(EXERCISE MATERIALS begins)
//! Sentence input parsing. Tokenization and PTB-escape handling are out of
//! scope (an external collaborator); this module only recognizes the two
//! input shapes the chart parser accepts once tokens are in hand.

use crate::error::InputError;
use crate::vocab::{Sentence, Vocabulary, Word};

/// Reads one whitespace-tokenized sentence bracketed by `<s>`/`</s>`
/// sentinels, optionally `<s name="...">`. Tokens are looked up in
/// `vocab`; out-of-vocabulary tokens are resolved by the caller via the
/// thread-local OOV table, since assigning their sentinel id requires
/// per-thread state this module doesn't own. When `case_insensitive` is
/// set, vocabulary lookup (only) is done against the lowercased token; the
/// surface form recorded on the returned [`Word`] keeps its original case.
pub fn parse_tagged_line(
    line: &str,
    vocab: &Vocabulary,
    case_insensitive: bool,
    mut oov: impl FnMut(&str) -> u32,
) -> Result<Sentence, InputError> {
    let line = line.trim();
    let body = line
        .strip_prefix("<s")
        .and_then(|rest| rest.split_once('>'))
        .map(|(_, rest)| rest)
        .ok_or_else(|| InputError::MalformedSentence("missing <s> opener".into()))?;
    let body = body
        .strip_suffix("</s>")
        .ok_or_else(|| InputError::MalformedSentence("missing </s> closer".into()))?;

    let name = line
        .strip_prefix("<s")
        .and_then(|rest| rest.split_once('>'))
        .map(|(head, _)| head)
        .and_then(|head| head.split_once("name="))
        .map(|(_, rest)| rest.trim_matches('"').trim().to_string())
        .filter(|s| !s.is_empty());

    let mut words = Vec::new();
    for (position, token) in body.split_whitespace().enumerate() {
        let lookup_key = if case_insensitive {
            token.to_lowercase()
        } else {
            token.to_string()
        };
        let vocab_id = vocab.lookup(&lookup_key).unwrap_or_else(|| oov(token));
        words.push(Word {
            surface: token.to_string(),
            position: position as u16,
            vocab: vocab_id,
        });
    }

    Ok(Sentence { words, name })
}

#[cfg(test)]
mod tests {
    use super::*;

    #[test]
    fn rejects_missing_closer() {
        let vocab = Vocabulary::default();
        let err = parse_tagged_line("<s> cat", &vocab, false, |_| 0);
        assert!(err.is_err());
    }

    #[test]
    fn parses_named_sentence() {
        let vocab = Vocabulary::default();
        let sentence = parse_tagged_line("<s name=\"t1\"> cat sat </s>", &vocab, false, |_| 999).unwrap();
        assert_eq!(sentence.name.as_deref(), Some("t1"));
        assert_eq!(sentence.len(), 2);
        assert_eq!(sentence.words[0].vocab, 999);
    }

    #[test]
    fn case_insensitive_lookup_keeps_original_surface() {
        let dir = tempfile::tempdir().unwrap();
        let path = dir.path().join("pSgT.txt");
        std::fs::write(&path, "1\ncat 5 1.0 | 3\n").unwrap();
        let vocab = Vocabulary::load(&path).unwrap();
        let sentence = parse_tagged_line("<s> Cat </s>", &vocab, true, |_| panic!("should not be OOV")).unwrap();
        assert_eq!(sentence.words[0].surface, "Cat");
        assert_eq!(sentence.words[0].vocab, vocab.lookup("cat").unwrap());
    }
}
(EXERCISE MATERIALS ends)
PROBLEM TO WORK ON ▸
Take the lines from the top of the data through the one that contains "Reads one whitespace-tokenized" and copy them exactly, leaving out every line after it.

WRITTEN SOLUTION ▸
//! Sentence input parsing. Tokenization and PTB-escape handling are out of
//! scope (an external collaborator); this module only recognizes the two
//! input shapes the chart parser accepts once tokens are in hand.

use crate::error::InputError;
use crate::vocab::{Sentence, Vocabulary, Word};

/// Reads one whitespace-tokenized sentence bracketed by `<s>`/`</s>`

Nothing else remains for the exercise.